回望上世纪七十年代,22张经典计划生育宣传画展现了特殊年代下的历史趣味!
1970年,第三次全国人口普查刚收尾,数字定格在八亿多,报表旁一行批注醒目——“再过十五年,全国人口或破十亿”。短短一句,把许多决策者的神经绷到极限。
那时的日子并不宽裕。粮票、布票、油票一张都得掂量着用;新开的小学里一间教室常塞进七八十个孩子;县医院产科常年排着长队,婴儿啼哭此起彼伏。资源紧张感,从米袋子到病房,到处都能摸得到。
压力积累到拐点。1973年,国务院批转《全国计划生育汇报提要》,第一次把“控制人口过快增长”写进国家层面的方案。文件语言严谨,却也无奈:必须给土地、粮食和工厂“喘口气”。
宣传部门很快找到抓手——画报。彩纸、油墨、木刻版与标语组合,一幅幅海报被贴上车站、粮站、供销社外墙。冷冰冰的文件瞬间有了温度。老百姓议论纷纷:“这‘少生优生’到底是咋回事?”
海报的第一批主题很接地气。背景是金黄的稻浪,一对年轻夫妻抬头看着远方,怀里抱着一个婴儿,脚边放着刚割下的稻穗。没有空洞口号,只写四个大字——“计划生育”。人们从画里读到暗含的算法:一家有田一亩多,再多的娃也喂不饱。
有意思的是,画面总把医生安排在显眼位置。白大褂、药箱、计数器,旁边小字提示“使用安全套”“定期孕检”。老李头路过时皱眉:“这玩意儿真能管用?”小女儿抢白一句,“医生说了,先少生,日子才会好起来。”短短对话,让围观人群频频点头。
与海报同频推进的,是基层医疗的扩容。合作医疗站改挂“妇幼保健”招牌,新增孕检室、避孕指导角。医务人员背着药箱下乡,村口高音喇叭一遍遍播放“晚婚晚育,优生优育”。不得不说,预防理念由此渗进乡土。
政策带来的另一抹新色在车间和田埂。过去,妇女一怀孕就离岗,如今依托托儿所和产假制度,女工返岗速度加快。纺织厂统计表显示,1978年女工出勤率比1970年高出近两成。实验田里,女技术员蹲在秧苗间做记录,不再只是背孩儿的“半边天”。
1980年,《关于控制我国人口增长问题的公开信》面世,“一对夫妇只生一个孩子”成为更明确的口径。当年秋季,各地又出现新版海报:城市里,两代三口围桌看电视;农村里,小拖拉机取代牛车。画面告诉观众,少生一个,家里可以多一点教育、多一台缝纫机,甚至多一次旅游。
数字开始说话。
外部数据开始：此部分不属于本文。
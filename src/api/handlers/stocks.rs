//! Blood stock per location and variant.

use super::{page, parse_id, payload};
use crate::{
    api::{
        response::{reply, ApiResponse, PageResponse},
        AppState,
    },
    auth::Identity,
    error::Error,
    models::{parse_field, BloodType, Rhesus, Stock},
    store::PageRequest,
};
use axum::{
    extract::{Extension, Path, Query},
    http::StatusCode,
    response::{IntoResponse, Response},
    Json,
};
use chrono::{DateTime, Utc};
use serde::{Deserialize, Serialize};
use utoipa::ToSchema;
use uuid::Uuid;

#[derive(ToSchema, Deserialize, Debug)]
pub struct StockRequest {
    location_id: String,
    /// `A`, `B`, `AB` or `O`
    blood_type: String,
    /// `+` or `-`
    rhesus: String,
    bag_quantity: i32,
}

#[derive(ToSchema, Serialize, Debug)]
pub struct StockResponse {
    id: String,
    tenant_id: String,
    location_id: String,
    blood_type: BloodType,
    rhesus: Rhesus,
    bag_quantity: i32,
    created_at: DateTime<Utc>,
    updated_at: DateTime<Utc>,
}

impl From<&Stock> for StockResponse {
    fn from(stock: &Stock) -> Self {
        Self {
            id: stock.id.to_string(),
            tenant_id: stock.tenant_id.to_string(),
            location_id: stock.location_id.to_string(),
            blood_type: stock.blood_type,
            rhesus: stock.rhesus,
            bag_quantity: stock.bag_quantity,
            created_at: stock.created_at,
            updated_at: stock.updated_at,
        }
    }
}

async fn resolve(
    state: &AppState,
    identity: &Identity,
    request: &StockRequest,
) -> Result<Stock, Error> {
    let blood_type: BloodType = parse_field(&request.blood_type)?;
    let rhesus: Rhesus = parse_field(&request.rhesus)?;
    if request.bag_quantity < 0 {
        return Err(Error::Validation(
            "bag_quantity must not be negative".to_string(),
        ));
    }

    let location = state
        .locations
        .find_by_id(parse_id("location_id", &request.location_id)?, identity.scope())
        .await?;

    let now = Utc::now();
    Ok(Stock {
        id: Uuid::now_v7(),
        tenant_id: location.tenant_id,
        location_id: location.id,
        blood_type,
        rhesus,
        bag_quantity: request.bag_quantity,
        created_at: now,
        updated_at: now,
    })
}

#[utoipa::path(
    post,
    path = "/api/v1/stocks",
    request_body = StockRequest,
    responses(
        (status = 201, description = "Stock created", body = StockResponse),
        (status = 404, description = "Location not found"),
        (status = 409, description = "Stock for this variant already exists"),
    ),
    security(("bearer_auth" = [])),
    tag = "stocks"
)]
pub async fn create_stock(
    Extension(state): Extension<AppState>,
    identity: Identity,
    request: Option<Json<StockRequest>>,
) -> Result<Response, Error> {
    let request = payload(request)?;
    let stock = resolve(&state, &identity, &request).await?;
    let stock = state.stocks.create(stock).await?;

    Ok(reply(
        StatusCode::CREATED,
        "Stock created successfully",
        StockResponse::from(&stock),
    ))
}

#[utoipa::path(
    get,
    path = "/api/v1/stocks",
    params(PageRequest),
    responses((status = 200, description = "Stocks in scope", body = [StockResponse])),
    security(("bearer_auth" = [])),
    tag = "stocks"
)]
pub async fn list_stocks(
    Extension(state): Extension<AppState>,
    identity: Identity,
    query: Option<Query<PageRequest>>,
) -> Result<Response, Error> {
    let stocks = state.stocks.find_all(page(query), identity.scope()).await?;

    Ok(reply(
        StatusCode::OK,
        "Successfully retrieved stocks",
        PageResponse::<StockResponse>::from_page(stocks),
    ))
}

#[utoipa::path(
    get,
    path = "/api/v1/stocks/{id}",
    params(("id" = String, Path, description = "Stock id")),
    responses(
        (status = 200, description = "Stock", body = StockResponse),
        (status = 404, description = "Stock not found"),
    ),
    security(("bearer_auth" = [])),
    tag = "stocks"
)]
pub async fn get_stock(
    Extension(state): Extension<AppState>,
    identity: Identity,
    Path(id): Path<String>,
) -> Result<Response, Error> {
    let stock = state
        .stocks
        .find_by_id(parse_id("id", &id)?, identity.scope())
        .await?;

    Ok(reply(
        StatusCode::OK,
        "Successfully retrieved stock",
        StockResponse::from(&stock),
    ))
}

#[utoipa::path(
    put,
    path = "/api/v1/stocks/{id}",
    params(("id" = String, Path, description = "Stock id")),
    request_body = StockRequest,
    responses(
        (status = 200, description = "Stock updated", body = StockResponse),
        (status = 404, description = "Stock or location not found"),
        (status = 409, description = "Stock for this variant already exists"),
    ),
    security(("bearer_auth" = [])),
    tag = "stocks"
)]
pub async fn update_stock(
    Extension(state): Extension<AppState>,
    identity: Identity,
    Path(id): Path<String>,
    request: Option<Json<StockRequest>>,
) -> Result<Response, Error> {
    let id = parse_id("id", &id)?;
    let request = payload(request)?;
    let changes = resolve(&state, &identity, &request).await?;

    let stock = state
        .stocks
        .update(id, identity.scope(), |stock| {
            stock.tenant_id = changes.tenant_id;
            stock.location_id = changes.location_id;
            stock.blood_type = changes.blood_type;
            stock.rhesus = changes.rhesus;
            stock.bag_quantity = changes.bag_quantity;
            stock.updated_at = changes.updated_at;
            Ok(())
        })
        .await?;

    Ok(reply(
        StatusCode::OK,
        "Stock updated successfully",
        StockResponse::from(&stock),
    ))
}

#[utoipa::path(
    delete,
    path = "/api/v1/stocks/{id}",
    params(("id" = String, Path, description = "Stock id")),
    responses(
        (status = 200, description = "Stock deleted"),
        (status = 404, description = "Stock not found"),
    ),
    security(("bearer_auth" = [])),
    tag = "stocks"
)]
pub async fn delete_stock(
    Extension(state): Extension<AppState>,
    identity: Identity,
    Path(id): Path<String>,
) -> Result<Response, Error> {
    state
        .stocks
        .delete(parse_id("id", &id)?, identity.scope())
        .await?;

    Ok((
        StatusCode::OK,
        Json(ApiResponse::message("Stock deleted successfully")),
    )
        .into_response())
}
1982年第四次人口普查,出生率跌破每千十七;1986年,全国中小学生人均课桌数较十年前翻倍;1990年再普查,总人口增幅首次低于两位数。研究者计算,若按60年代的高生育率延续,到世纪末中国可能多出四五亿人,这部分需求在住房、粮食、能源上的缺口几乎无法弥补。
值得一提的是,宣传画的风格也在变。早期强调红旗、镰刀、锄头,到了90年代则出现相机、电脑、航天服。镜头往往定格在一家三口的笑脸上,背后是高楼林立或绿油油试验田,暗示人口控制与现代化的同向共振。
当然,一把尺子很难量遍所有情形。独生子女政策在一些地区带来新的生育结构失衡,老龄化的苗头也随之浮现。进入21世纪后,“放开二孩”“鼓励三孩”逐步出台,曾经的宣传口号被拆下,新的标语尚在设计。
回到那一张张泛黄的海报,它们见证了一个国家从“人多是福”到“优质人口”再到“结构平衡”的三次跳转。画上的男女老少多半只是无名群众,却把政策的支点、时代的呼吸反馈给了后来者。这些并不完美的图像,如今静静躺在档案馆里,墨色微褪,却仍能让人听见当年那声急促的警钟。